---------- Source material

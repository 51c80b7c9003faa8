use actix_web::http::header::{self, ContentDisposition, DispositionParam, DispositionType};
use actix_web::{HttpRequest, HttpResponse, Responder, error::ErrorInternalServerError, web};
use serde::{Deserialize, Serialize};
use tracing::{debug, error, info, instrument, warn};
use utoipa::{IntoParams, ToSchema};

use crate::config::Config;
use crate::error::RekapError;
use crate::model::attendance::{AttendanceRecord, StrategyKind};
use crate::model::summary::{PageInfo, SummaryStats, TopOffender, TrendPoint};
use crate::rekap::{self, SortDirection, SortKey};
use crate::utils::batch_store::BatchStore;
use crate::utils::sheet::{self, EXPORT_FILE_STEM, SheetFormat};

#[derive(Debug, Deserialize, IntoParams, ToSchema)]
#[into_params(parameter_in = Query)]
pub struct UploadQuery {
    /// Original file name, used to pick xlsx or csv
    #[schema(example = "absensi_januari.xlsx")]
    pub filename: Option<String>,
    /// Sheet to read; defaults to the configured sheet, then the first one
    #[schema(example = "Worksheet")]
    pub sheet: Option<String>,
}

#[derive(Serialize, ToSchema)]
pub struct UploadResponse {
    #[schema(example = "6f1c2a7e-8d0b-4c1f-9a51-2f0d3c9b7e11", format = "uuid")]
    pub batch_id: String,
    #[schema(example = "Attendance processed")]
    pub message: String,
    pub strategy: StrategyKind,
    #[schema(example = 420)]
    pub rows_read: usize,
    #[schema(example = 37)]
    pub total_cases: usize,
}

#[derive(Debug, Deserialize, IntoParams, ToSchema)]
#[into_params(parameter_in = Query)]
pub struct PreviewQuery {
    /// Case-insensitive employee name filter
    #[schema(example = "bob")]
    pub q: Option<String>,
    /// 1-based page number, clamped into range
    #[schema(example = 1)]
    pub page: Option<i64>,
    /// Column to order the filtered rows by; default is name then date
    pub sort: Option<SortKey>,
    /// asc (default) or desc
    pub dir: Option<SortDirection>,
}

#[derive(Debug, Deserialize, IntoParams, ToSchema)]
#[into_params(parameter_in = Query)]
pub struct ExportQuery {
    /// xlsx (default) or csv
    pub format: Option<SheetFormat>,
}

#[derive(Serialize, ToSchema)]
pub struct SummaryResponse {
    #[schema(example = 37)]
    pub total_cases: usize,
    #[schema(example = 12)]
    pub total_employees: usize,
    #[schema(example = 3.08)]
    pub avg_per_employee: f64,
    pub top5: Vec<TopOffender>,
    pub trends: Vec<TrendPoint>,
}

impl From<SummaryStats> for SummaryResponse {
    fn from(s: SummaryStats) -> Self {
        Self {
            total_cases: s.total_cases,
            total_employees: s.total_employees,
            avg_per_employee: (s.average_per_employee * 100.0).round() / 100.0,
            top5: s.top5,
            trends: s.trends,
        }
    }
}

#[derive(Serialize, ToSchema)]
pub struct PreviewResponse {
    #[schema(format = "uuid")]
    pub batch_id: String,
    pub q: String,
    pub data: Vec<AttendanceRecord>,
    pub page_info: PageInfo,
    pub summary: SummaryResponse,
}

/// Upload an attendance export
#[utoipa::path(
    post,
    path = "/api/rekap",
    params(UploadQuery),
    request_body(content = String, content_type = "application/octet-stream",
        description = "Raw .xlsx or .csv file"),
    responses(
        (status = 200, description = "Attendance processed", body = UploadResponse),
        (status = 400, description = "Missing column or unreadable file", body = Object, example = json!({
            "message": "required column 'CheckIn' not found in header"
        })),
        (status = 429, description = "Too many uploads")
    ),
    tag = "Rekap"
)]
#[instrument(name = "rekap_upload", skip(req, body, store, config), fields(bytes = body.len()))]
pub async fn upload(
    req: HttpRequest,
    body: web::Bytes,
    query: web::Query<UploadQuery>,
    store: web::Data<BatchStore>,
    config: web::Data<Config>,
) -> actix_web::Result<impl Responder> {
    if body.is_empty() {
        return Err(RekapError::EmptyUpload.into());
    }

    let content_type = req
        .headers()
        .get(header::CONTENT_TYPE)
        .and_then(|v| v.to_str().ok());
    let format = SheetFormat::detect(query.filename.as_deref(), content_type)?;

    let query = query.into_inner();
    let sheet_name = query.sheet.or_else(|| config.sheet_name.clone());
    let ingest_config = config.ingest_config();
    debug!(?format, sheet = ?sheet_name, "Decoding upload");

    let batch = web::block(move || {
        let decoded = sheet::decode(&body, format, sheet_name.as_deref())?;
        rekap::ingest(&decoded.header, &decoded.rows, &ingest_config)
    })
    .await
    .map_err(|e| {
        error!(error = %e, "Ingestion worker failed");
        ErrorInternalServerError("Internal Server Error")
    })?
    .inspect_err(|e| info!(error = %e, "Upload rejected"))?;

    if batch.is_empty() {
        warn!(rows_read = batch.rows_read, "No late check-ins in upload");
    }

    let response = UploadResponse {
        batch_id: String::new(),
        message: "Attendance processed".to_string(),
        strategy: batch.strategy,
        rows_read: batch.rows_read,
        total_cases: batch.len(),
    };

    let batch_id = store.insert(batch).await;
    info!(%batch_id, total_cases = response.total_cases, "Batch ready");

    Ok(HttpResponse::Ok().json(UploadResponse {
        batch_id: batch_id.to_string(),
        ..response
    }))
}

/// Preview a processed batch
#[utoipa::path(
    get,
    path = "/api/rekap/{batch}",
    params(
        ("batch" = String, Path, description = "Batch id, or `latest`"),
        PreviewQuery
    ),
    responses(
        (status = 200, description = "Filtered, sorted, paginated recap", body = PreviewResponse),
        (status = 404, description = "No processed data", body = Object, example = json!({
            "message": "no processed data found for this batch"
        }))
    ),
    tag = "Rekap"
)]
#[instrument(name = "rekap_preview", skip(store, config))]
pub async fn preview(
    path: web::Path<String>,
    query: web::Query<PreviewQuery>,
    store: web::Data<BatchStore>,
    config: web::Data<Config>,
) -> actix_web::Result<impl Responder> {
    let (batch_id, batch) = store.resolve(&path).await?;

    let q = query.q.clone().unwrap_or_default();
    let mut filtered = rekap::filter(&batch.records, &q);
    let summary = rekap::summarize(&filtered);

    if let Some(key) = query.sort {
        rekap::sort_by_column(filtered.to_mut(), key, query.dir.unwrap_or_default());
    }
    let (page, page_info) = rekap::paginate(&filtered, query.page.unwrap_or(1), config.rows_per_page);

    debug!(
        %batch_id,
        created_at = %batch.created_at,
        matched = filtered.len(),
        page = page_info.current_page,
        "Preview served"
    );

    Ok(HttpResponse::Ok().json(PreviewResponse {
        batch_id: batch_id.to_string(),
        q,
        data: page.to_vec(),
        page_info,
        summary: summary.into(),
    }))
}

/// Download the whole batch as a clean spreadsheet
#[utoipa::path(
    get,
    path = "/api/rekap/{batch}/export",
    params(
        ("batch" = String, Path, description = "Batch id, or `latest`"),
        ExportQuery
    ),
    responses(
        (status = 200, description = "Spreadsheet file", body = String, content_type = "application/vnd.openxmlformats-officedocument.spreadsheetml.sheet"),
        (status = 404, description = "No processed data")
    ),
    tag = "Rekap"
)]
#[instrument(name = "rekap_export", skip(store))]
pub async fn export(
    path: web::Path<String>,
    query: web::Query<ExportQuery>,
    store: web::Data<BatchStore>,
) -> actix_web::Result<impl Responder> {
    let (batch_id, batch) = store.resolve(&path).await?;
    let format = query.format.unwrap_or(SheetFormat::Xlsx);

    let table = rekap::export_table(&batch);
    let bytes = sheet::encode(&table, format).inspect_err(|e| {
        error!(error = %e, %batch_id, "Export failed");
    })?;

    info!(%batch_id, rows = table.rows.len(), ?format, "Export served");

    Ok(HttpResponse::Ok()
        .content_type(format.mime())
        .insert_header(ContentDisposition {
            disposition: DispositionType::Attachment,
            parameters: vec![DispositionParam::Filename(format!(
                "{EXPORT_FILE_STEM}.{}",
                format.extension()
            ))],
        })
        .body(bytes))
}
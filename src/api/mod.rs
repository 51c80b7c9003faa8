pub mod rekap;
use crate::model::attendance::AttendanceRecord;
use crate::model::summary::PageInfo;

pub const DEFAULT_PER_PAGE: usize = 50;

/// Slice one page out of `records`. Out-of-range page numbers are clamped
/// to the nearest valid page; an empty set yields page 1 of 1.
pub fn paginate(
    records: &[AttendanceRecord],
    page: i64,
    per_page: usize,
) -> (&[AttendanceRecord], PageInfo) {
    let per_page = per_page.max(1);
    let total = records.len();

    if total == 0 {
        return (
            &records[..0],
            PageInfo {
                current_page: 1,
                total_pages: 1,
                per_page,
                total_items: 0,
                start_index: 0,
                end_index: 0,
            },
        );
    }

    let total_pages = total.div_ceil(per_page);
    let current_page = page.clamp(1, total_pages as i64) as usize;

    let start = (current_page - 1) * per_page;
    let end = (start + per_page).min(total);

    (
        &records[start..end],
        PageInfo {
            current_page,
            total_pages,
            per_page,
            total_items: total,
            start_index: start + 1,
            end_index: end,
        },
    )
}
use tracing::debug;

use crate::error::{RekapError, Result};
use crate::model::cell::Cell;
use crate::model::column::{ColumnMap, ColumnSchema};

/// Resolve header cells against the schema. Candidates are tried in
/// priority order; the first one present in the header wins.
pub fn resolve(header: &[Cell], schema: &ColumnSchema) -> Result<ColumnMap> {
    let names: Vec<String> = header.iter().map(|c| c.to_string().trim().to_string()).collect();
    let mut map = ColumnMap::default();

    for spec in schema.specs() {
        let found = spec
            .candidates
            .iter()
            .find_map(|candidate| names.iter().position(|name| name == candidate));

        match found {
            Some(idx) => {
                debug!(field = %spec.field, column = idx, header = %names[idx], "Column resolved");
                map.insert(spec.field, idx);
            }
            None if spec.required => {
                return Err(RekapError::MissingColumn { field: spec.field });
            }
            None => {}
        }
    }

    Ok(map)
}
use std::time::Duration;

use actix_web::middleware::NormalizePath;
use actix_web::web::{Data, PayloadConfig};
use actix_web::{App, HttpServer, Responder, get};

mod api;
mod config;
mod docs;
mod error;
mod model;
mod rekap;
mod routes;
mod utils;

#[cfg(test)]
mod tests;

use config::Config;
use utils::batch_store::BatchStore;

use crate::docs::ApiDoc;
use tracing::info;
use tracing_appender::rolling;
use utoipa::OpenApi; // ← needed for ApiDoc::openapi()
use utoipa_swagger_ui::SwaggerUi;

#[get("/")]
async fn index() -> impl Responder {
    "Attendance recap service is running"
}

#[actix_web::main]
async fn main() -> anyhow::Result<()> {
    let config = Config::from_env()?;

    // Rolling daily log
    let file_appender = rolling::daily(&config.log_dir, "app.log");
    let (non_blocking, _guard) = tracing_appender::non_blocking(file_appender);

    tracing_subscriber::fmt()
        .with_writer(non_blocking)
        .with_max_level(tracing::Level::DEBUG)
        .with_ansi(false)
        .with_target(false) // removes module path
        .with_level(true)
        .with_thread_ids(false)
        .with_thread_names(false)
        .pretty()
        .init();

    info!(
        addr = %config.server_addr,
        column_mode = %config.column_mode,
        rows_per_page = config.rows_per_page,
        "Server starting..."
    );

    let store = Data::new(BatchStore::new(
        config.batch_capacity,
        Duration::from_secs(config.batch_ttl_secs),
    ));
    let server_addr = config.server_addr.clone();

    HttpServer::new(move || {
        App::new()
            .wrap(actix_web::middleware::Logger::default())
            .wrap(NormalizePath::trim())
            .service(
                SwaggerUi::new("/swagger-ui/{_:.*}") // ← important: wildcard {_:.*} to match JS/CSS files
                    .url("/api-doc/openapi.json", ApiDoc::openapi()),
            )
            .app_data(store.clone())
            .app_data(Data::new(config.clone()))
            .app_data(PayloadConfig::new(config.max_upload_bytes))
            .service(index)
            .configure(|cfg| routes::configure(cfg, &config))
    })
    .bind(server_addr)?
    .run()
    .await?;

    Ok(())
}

--------------------

● The task
Print the material above verbatim, first line through the line containing "use crate::utils::batch_store::BatchStore;", both included.

● Output of the exercise
repository 51c80b7c9003faa8
use actix_web::http::header::{self, ContentDisposition, DispositionParam, DispositionType};
use actix_web::{HttpRequest, HttpResponse, Responder, error::ErrorInternalServerError, web};
use serde::{Deserialize, Serialize};
use tracing::{debug, error, info, instrument, warn};
use utoipa::{IntoParams, ToSchema};

use crate::config::Config;
use crate::error::RekapError;
use crate::model::attendance::{AttendanceRecord, StrategyKind};
use crate::model::summary::{PageInfo, SummaryStats, TopOffender, TrendPoint};
use crate::rekap::{self, SortDirection, SortKey};
use crate::utils::batch_store::BatchStore;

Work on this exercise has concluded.